Dengan demikian, kita akan menemukan interaksi yang tidak
setara antara gerakan rakyat yang seringkali terfragmentasi dengan kelas
berkuasa yang agenda serta kepentingannya sudah terorganisir dalam institusi
politik yang ada. Walau begitu, keterbatasan ini bukan berarti tidak dapat
diakali. Ruang politik demokratis yang ada masih memberikan ruang untuk
intervensi politik di luar dominasi politik kelas berkuasa yang ada. Yang
diperlukan adalah pembacaan strategis yang jeli untuk memahami ruang politik
tersebut. Dalam ruang politik manakah gerakan rakyat dapat melakukan desakan
dan tekanan politik rakyat perkeja yang efektif dalam struktur kekuasaan kelas
berkuasa sekarang
Tentu kita tidak dalam ilusi bahwa intervensi dalam
ruang-ruang tersebut akan menciptakan secara absolut dan permanen keuntungan
bagi gerakan rakyat itu sendiri. Akomodasi politik kelas berkuasa terhadap
tuntutan gerakan rakyat dapat memiliki wajah ganda.
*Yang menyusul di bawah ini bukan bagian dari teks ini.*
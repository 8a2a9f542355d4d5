// Copyright 2025 the Understory Authors
// SPDX-License-Identifier: Apache-2.0 OR MIT

//! Scalar and point abstractions, and the half-open [`Boundary`] rectangle.

use core::fmt::Debug;

use crate::util::{distance_squared, max_t, min_t};

/// Numeric scalar abstraction for quadtree coordinates.
///
/// Distances are only ever compared, never reported, so they are computed
/// squared in a widened accumulator type (f32→f64, i64→i128) and no square
/// root is needed.
pub trait Scalar: Copy + PartialOrd + Debug {
    /// Widened accumulator type used for squared distances.
    type Acc: Copy
        + PartialOrd
        + core::ops::Sub<Output = Self::Acc>
        + core::ops::Mul<Output = Self::Acc>
        + Debug;

    /// Zero value for the scalar type.
    fn zero() -> Self;

    /// Midpoint between a and b (used for quadrant splits).
    fn mid(a: Self, b: Self) -> Self;

    /// Convert a scalar to the accumulator type.
    fn widen(v: Self) -> Self::Acc;

    /// `dx * dx + dy * dy`, saturating at the accumulator's maximum for integers.
    fn sum_squares(dx: Self::Acc, dy: Self::Acc) -> Self::Acc;

    /// `max - min`, or `None` if the difference does not fit in `Self`.
    fn checked_span(min: Self, max: Self) -> Option<Self>;
}

impl Scalar for f32 {
    type Acc = f64;

    #[inline(always)]
    fn zero() -> Self {
        0.0
    }

    #[inline]
    fn mid(a: Self, b: Self) -> Self {
        0.5 * (a + b)
    }

    #[inline]
    fn widen(v: Self) -> Self::Acc {
        v as f64
    }

    #[inline]
    fn sum_squares(dx: f64, dy: f64) -> f64 {
        dx * dx + dy * dy
    }

    #[inline]
    fn checked_span(min: Self, max: Self) -> Option<Self> {
        Some(max - min)
    }
}

impl Scalar for f64 {
    type Acc = Self;

    #[inline(always)]
    fn zero() -> Self {
        0.0
    }

    #[inline]
    fn mid(a: Self, b: Self) -> Self {
        0.5 * (a + b)
    }

    #[inline(always)]
    fn widen(v: Self) -> Self::Acc {
        v
    }

    #[inline]
    fn sum_squares(dx: Self, dy: Self) -> Self {
        dx * dx + dy * dy
    }

    #[inline]
    fn checked_span(min: Self, max: Self) -> Option<Self> {
        Some(max - min)
    }
}

impl Scalar for i64 {
    type Acc = i128;

    #[inline(always)]
    fn zero() -> Self {
        0
    }

    #[inline]
    fn mid(a: Self, b: Self) -> Self {
        // Average without overflow, rounded towards -∞: (a & b) + ((a ^ b) >> 1)
        (a & b) + ((a ^ b) >> 1)
    }

    #[inline]
    fn widen(v: Self) -> Self::Acc {
        v as i128
    }

    #[inline]
    fn sum_squares(dx: i128, dy: i128) -> i128 {
        // Differences of two i64 span up to 2^64, whose square does not fit in i128.
        dx.saturating_mul(dx).saturating_add(dy.saturating_mul(dy))
    }

    #[inline]
    fn checked_span(min: Self, max: Self) -> Option<Self> {
        max.checked_sub(min)
    }
}

/// Helper alias for the widened accumulator type `Scalar::Acc` associated with a `T: Scalar`.
pub type ScalarAcc<T> = <T as Scalar>::Acc;

/// Anything with two read-only coordinates that can be stored in a
/// [`QuadTree`][crate::QuadTree].
///
/// Membership operations ([`contains`][crate::QuadTree::contains],
/// [`remove`][crate::QuadTree::remove]) additionally require `PartialEq`.
/// Coordinates must not change while the point is stored.
pub trait Point {
    /// Coordinate type.
    type Scalar: Scalar;

    /// Horizontal coordinate.
    fn x(&self) -> Self::Scalar;

    /// Vertical coordinate.
    fn y(&self) -> Self::Scalar;
}

impl<T: Scalar> Point for (T, T) {
    type Scalar = T;

    #[inline]
    fn x(&self) -> T {
        self.0
    }

    #[inline]
    fn y(&self) -> T {
        self.1
    }
}

impl<T: Scalar> Point for [T; 2] {
    type Scalar = T;

    #[inline]
    fn x(&self) -> T {
        self[0]
    }

    #[inline]
    fn y(&self) -> T {
        self[1]
    }
}

impl<P: Point + ?Sized> Point for &P {
    type Scalar = P::Scalar;

    #[inline]
    fn x(&self) -> Self::Scalar {
        (**self).x()
    }

    #[inline]
    fn y(&self) -> Self::Scalar {
        (**self).y()
    }
}

#[cfg(feature = "kurbo")]
impl Point for kurbo::Point {
    type Scalar = f64;

    #[inline]
    fn x(&self) -> f64 {
        self.x
    }

    #[inline]
    fn y(&self) -> f64 {
        self.y
    }
}

/// Axis-aligned, half-open rectangle: `[min_x, max_x) × [min_y, max_y)`.
///
/// The minimum edges belong to the rectangle, the maximum edges do not, so
/// the four [`quadrants`][Self::quadrants] of a boundary cover it without gaps
/// or overlap. Coordinates are assumed to be finite and not NaN.
#[derive(Copy, Clone, Debug, PartialEq, Eq)]
pub struct Boundary<T> {
    /// Minimum x (left), inclusive.
    pub min_x: T,
    /// Minimum y (bottom), inclusive.
    pub min_y: T,
    /// Maximum x (right), exclusive.
    pub max_x: T,
    /// Maximum y (top), exclusive.
    pub max_y: T,
}

impl<T> Boundary<T> {
    /// Create a new boundary from min/max corners.
    #[inline(always)]
    pub const fn new(min_x: T, min_y: T, max_x: T, max_y: T) -> Self {
        Self {
            min_x,
            min_y,
            max_x,
            max_y,
        }
    }
}

impl<T: Scalar> Boundary<T> {
    /// Whether the point lies inside the half-open rectangle.
    ///
    /// ```
    /// use understory_quadtree::Boundary;
    ///
    /// let b = Boundary::new(0.0, 0.0, 10.0, 10.0);
    /// assert!(b.contains(0.0, 0.0));
    /// assert!(!b.contains(10.0, 5.0));
    /// ```
    #[inline]
    pub fn contains(&self, x: T, y: T) -> bool {
        self.min_x <= x && x < self.max_x && self.min_y <= y && y < self.max_y
    }

    /// Clamp `(x, y)` into the rectangle, per axis.
    #[inline]
    pub fn closest_point(&self, x: T, y: T) -> (T, T) {
        (
            max_t(min_t(x, self.max_x), self.min_x),
            max_t(min_t(y, self.max_y), self.min_y),
        )
    }

    /// Squared distance from `(x, y)` to the closest point of the rectangle.
    ///
    /// This is zero for points inside and a lower bound on the distance to
    /// anything stored under a node with this boundary.
    #[inline]
    pub fn distance_squared(&self, x: T, y: T) -> T::Acc {
        let (cx, cy) = self.closest_point(x, y);
        distance_squared(cx, cy, x, y)
    }

    /// Horizontal split coordinate.
    #[inline]
    pub fn mid_x(&self) -> T {
        T::mid(self.min_x, self.max_x)
    }

    /// Vertical split coordinate.
    #[inline]
    pub fn mid_y(&self) -> T {
        T::mid(self.min_y, self.max_y)
    }

    /// Return true if the rectangle has no area. NaN edges count as empty.
    #[inline]
    pub fn is_empty(&self) -> bool {
        !(self.min_x < self.max_x && self.min_y < self.max_y)
    }

    /// The four quadrants split at the midpoints, in the order top-left,
    /// top-right, bottom-left, bottom-right ("top" is the `y >= mid_y` half).
    pub fn quadrants(&self) -> [Self; 4] {
        let (mx, my) = (self.mid_x(), self.mid_y());
        [
            Self::new(self.min_x, my, mx, self.max_y),
            Self::new(mx, my, self.max_x, self.max_y),
            Self::new(self.min_x, self.min_y, mx, my),
            Self::new(mx, self.min_y, self.max_x, my),
        ]
    }

    /// Index into [`quadrants`][Self::quadrants] of the quadrant covering a
    /// point this boundary contains.
    #[inline]
    pub(crate) fn quadrant_of(&self, x: T, y: T) -> usize {
        let right = x >= self.mid_x();
        let bottom = y < self.mid_y();
        usize::from(right) | (usize::from(bottom) << 1)
    }

    /// Whether bisecting yields four non-empty quadrants.
    #[inline]
    pub(crate) fn can_split(&self) -> bool {
        let (mx, my) = (self.mid_x(), self.mid_y());
        self.min_x < mx && mx < self.max_x && self.min_y < my && my < self.max_y
    }
}

impl<T: Scalar + From<i8>> Default for Boundary<T> {
    /// The square `[-12, 12) × [-12, 12)`.
    fn default() -> Self {
        Self::new(T::from(-12), T::from(-12), T::from(12), T::from(12))
    }
}
//! Error Taxonomy
//!
//! Recoverable scheduler errors. Everything here is either returned to a
//! control client or logged and skipped; the event loop keeps running.
//! Broken screen/group bindings are not represented as errors; they abort.

use thiserror::Error;

/// Failures surfaced by scheduler mutations and queries.
#[derive(Debug, Clone, PartialEq, Eq, Error)]
pub enum SchedulerError {
    /// Requested group name is not in the configured set.
    ///
    /// The display form doubles as the protocol-level error value.
    #[error("No such group")]
    NoSuchGroup,

    /// A removal was requested against a group that does not hold the window.
    #[error("window {0} is not a member of group '{1}'")]
    NotAMember(u32, String),

    /// An unmap notification named a handle the registry never saw.
    #[error("unknown window {0}")]
    UnknownWindow(u32),
}
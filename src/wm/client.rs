//! Client Module
//!
//! Registry of every managed client window and its scheduling metadata.
//! Rendering resources stay with the display server; only identity, group
//! membership, and arrival order live here.

use std::collections::HashMap;

use tracing::debug;

/// Scheduling metadata for one client window.
#[derive(Debug, Clone)]
pub struct Client {
    /// Display-layer handle, stable and unique for the window's lifetime.
    pub window: u32,

    /// Label reported by the display layer at map time.
    pub name: String,

    /// Index of the owning group.
    pub group: usize,

    /// Monotonic arrival number, assigned at registration.
    pub seq: u64,
}

/// Handle → client lookup for all tracked windows across all groups.
#[derive(Debug, Default)]
pub struct ClientRegistry {
    clients: HashMap<u32, Client>,
    next_seq: u64,
}

impl ClientRegistry {
    pub fn new() -> Self {
        Self::default()
    }

    /// Track a new window. Returns the arrival number it was assigned.
    pub fn register(&mut self, window: u32, name: String, group: usize) -> u64 {
        let seq = self.next_seq;
        self.next_seq += 1;
        debug!("Registered window {} ('{}'), seq {}", window, name, seq);
        self.clients.insert(
            window,
            Client {
                window,
                name,
                group,
                seq,
            },
        );
        seq
    }

    /// Stop tracking a window, returning its final metadata.
    pub fn unregister(&mut self, window: u32) -> Option<Client> {
        let client = self.clients.remove(&window);
        if let Some(ref client) = client {
            debug!("Unregistered window {} ('{}')", window, client.name);
        }
        client
    }

    pub fn get(&self, window: u32) -> Option<&Client> {
        self.clients.get(&window)
    }

    pub fn contains(&self, window: u32) -> bool {
        self.clients.contains_key(&window)
    }

    /// Total tracked windows across all groups.
    pub fn len(&self) -> usize {
        self.clients.len()
    }
}

#[cfg(test)]
mod tests {
    use super::*;

    #[test]
    fn arrival_numbers_are_monotonic() {
        let mut registry = ClientRegistry::new();
        let first = registry.register(100, "one".into(), 0);
        let second = registry.register(101, "two".into(), 0);
        registry.unregister(100);
        let third = registry.register(102, "three".into(), 1);

        assert!(first < second && second < third);
        assert_eq!(registry.len(), 2);
    }

    #[test]
    fn unregister_unknown_returns_none() {
        let mut registry = ClientRegistry::new();
        assert!(registry.unregister(42).is_none());
        assert!(!registry.contains(42));
    }

    #[test]
    fn lookup_reports_group_and_name() {
        let mut registry = ClientRegistry::new();
        registry.register(7, "editor".into(), 2);

        let client = registry.get(7).unwrap();
        assert_eq!(client.window, 7);
        assert_eq!(client.name, "editor");
        assert_eq!(client.group, 2);
        assert_eq!(client.seq, 0);
    }
}
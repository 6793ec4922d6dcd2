//! Window Scheduling Core
//!
//! Groups, screens, and the client registry, plus the scheduler that binds
//! them: group↔screen assignment, window lifecycle, focus cycling, and the
//! read-only queries served over the control protocol.

pub mod client;
pub mod display;
pub mod events;
pub mod group;
pub mod screen;

use anyhow::{bail, Result};
use tracing::{debug, info, warn};

use crate::errors::SchedulerError;
use crate::wm::client::ClientRegistry;
use crate::wm::display::{request_focus, request_hide, request_show, DisplayServer};
use crate::wm::group::Group;
use crate::wm::screen::{Geometry, ScreenSet};

/// Read-only snapshot of one group, served to `groupinfo` callers.
#[derive(Debug, Clone, PartialEq, Eq)]
pub struct GroupInfo {
    /// Member labels in arrival order.
    pub clients: Vec<String>,
    /// Label of the focused member, if any.
    pub focus: Option<String>,
    /// Screen the group is shown on, if any.
    pub screen: Option<usize>,
}

/// The root coordinator. Owns every group, the screen set, and the client
/// registry; all mutation goes through the event dispatcher, one operation
/// at a time.
pub struct Scheduler {
    groups: Vec<Group>,
    screens: ScreenSet,
    clients: ClientRegistry,

    /// Screen that pull and focus commands act on. Screen 0 for the
    /// daemon's lifetime; kept explicit so command handlers read against
    /// "the active screen" rather than a literal index.
    active_screen: usize,
}

impl Scheduler {
    /// Build the scheduler: one group per configured name, the first N bound
    /// one-to-one to the N screens in topology order.
    pub fn new(group_names: &[String], screen_geometries: Vec<Geometry>) -> Result<Self> {
        if screen_geometries.is_empty() {
            bail!("display reported no screens");
        }
        if group_names.len() < screen_geometries.len() {
            bail!(
                "{} group(s) configured but {} screen(s) present; every screen needs a group",
                group_names.len(),
                screen_geometries.len()
            );
        }
        for (i, name) in group_names.iter().enumerate() {
            if group_names[..i].contains(name) {
                bail!("duplicate group name '{}' in configuration", name);
            }
        }

        let mut groups: Vec<Group> = group_names
            .iter()
            .map(|name| Group::new(name.as_str()))
            .collect();
        let screens = ScreenSet::new(screen_geometries);
        for screen in screens.iter() {
            groups[screen.group].screen = Some(screen.index);
        }

        info!(
            "Scheduler ready: {} group(s) across {} screen(s)",
            groups.len(),
            screens.len()
        );

        Ok(Self {
            groups,
            screens,
            clients: ClientRegistry::new(),
            active_screen: 0,
        })
    }

    fn group_index(&self, name: &str) -> Option<usize> {
        self.groups.iter().position(|group| group.name == name)
    }

    /// Group currently shown on the active screen.
    fn active_group(&self) -> usize {
        self.screens.get(self.active_screen).group
    }

    /// Screen containing the given root coordinate.
    pub fn screen_at(&self, x: i32, y: i32) -> usize {
        self.screens.at_point(x, y)
    }

    // ------------------------------------------------------------------
    // Window lifecycle
    // ------------------------------------------------------------------

    /// A window became viewable: register it and hand it to the active
    /// group of the screen it appeared on, unless a hint names a group.
    pub fn window_mapped(
        &mut self,
        display: &mut impl DisplayServer,
        window: u32,
        name: String,
        screen: usize,
        group_hint: Option<&str>,
    ) {
        if self.clients.contains(window) {
            debug!("window {} already tracked; ignoring duplicate map", window);
            return;
        }
        let group = group_hint
            .and_then(|hint| self.group_index(hint))
            .unwrap_or_else(|| self.screens.get(screen).group);
        self.clients.register(window, name, group);
        self.groups[group].add_window(display, window);
    }

    /// A window went away. Unknown handles (duplicate or out-of-order
    /// destroy notifications) are routine and only logged.
    pub fn window_unmapped(&mut self, display: &mut impl DisplayServer, window: u32) {
        let Some(client) = self.clients.unregister(window) else {
            debug!("{}; ignoring", SchedulerError::UnknownWindow(window));
            return;
        };
        if let Err(err) = self.groups[client.group].remove_window(display, client.window) {
            // The registry said this group owns the window; disagreement is
            // an anomaly worth logging, not a reason to stop serving.
            warn!("inconsistent removal: {}", err);
        }
    }

    // ------------------------------------------------------------------
    // Focus
    // ------------------------------------------------------------------

    /// Rotate focus forward in the active screen's group.
    pub fn focus_next(&mut self, display: &mut impl DisplayServer) {
        let group = self.active_group();
        self.groups[group].focus_next(display);
    }

    /// Rotate focus backward in the active screen's group.
    pub fn focus_previous(&mut self, display: &mut impl DisplayServer) {
        let group = self.active_group();
        self.groups[group].focus_previous(display);
    }

    // ------------------------------------------------------------------
    // Group ↔ screen assignment
    // ------------------------------------------------------------------

    /// Make a group visible on the active screen.
    ///
    /// The displaced group goes unassigned and its windows are hidden,
    /// unless the pulled group was already visible elsewhere; in that case
    /// the two screens trade groups and nothing leaves the display.
    pub fn pull_group(
        &mut self,
        display: &mut impl DisplayServer,
        name: &str,
    ) -> Result<(), SchedulerError> {
        let target = self.group_index(name).ok_or(SchedulerError::NoSuchGroup)?;
        let screen = self.active_screen;
        let displaced = self.screens.get(screen).group;
        if displaced == target {
            debug!("group '{}' already on screen {}", name, screen);
            return Ok(());
        }

        match self.groups[target].screen {
            Some(other) => {
                info!(
                    "Pulling group '{}' from screen {} to screen {}; group '{}' takes screen {}",
                    name, other, screen, self.groups[displaced].name, other
                );
                self.screens.get_mut(screen).group = target;
                self.groups[target].screen = Some(screen);
                self.screens.get_mut(other).group = displaced;
                self.groups[displaced].screen = Some(other);
            }
            None => {
                info!(
                    "Pulling group '{}' onto screen {}; group '{}' leaves the display",
                    name, screen, self.groups[displaced].name
                );
                self.screens.get_mut(screen).group = target;
                self.groups[target].screen = Some(screen);
                self.groups[displaced].screen = None;
                for &window in self.groups[displaced].windows() {
                    request_hide(display, window);
                }
                for &window in self.groups[target].windows() {
                    request_show(display, window);
                }
            }
        }

        if let Some(window) = self.groups[target].focused_window() {
            request_focus(display, window);
        }

        self.verify_assignments();
        Ok(())
    }

    /// Hard consistency check behind every reassignment. A screen without a
    /// group, or a group on two screens, poisons everything downstream;
    /// there is no recovering from it.
    fn verify_assignments(&self) {
        for screen in self.screens.iter() {
            let group = &self.groups[screen.group];
            assert_eq!(
                group.screen,
                Some(screen.index),
                "screen {} and group '{}' disagree about their binding",
                screen.index,
                group.name
            );
        }
        let visible = self.groups.iter().filter(|g| g.screen.is_some()).count();
        assert_eq!(
            visible,
            self.screens.len(),
            "{} visible group(s) for {} screen(s)",
            visible,
            self.screens.len()
        );
    }

    // ------------------------------------------------------------------
    // Queries
    // ------------------------------------------------------------------

    /// Total tracked windows across all groups.
    pub fn client_count(&self) -> usize {
        self.clients.len()
    }

    /// Number of configured screens.
    pub fn screen_count(&self) -> usize {
        self.screens.len()
    }

    /// Snapshot of one group: member labels in order, focused label, screen.
    pub fn group_info(&self, name: &str) -> Result<GroupInfo, SchedulerError> {
        let index = self.group_index(name).ok_or(SchedulerError::NoSuchGroup)?;
        let group = &self.groups[index];
        let label = |window: u32| {
            self.clients
                .get(window)
                .map(|client| client.name.clone())
                .unwrap_or_else(|| format!("0x{window:x}"))
        };
        Ok(GroupInfo {
            clients: group.windows().iter().map(|&w| label(w)).collect(),
            focus: group.focused_window().map(label),
            screen: group.screen,
        })
    }
}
Disatu sisi akomodasi
adalah sebentuk keberhasilan dari tekanan gerakan rakyat. Namun disisi lain ia
juga dapat diartikan sebagai kooptasi untuk menundukkan tuntutan rakyat. Akan
tetapi saya menilai keterbatasan intervensi ini tetap memiliki keunggulannya
sendiri dalam upaya pembangunan partai politik gerakan rakyat jika dibandingkan
dengan sekadar mendorong agenda politik mandiri. Pertama, intervensi
memberikan pemaparan agenda politik rakyat pekerja kepada publik luas.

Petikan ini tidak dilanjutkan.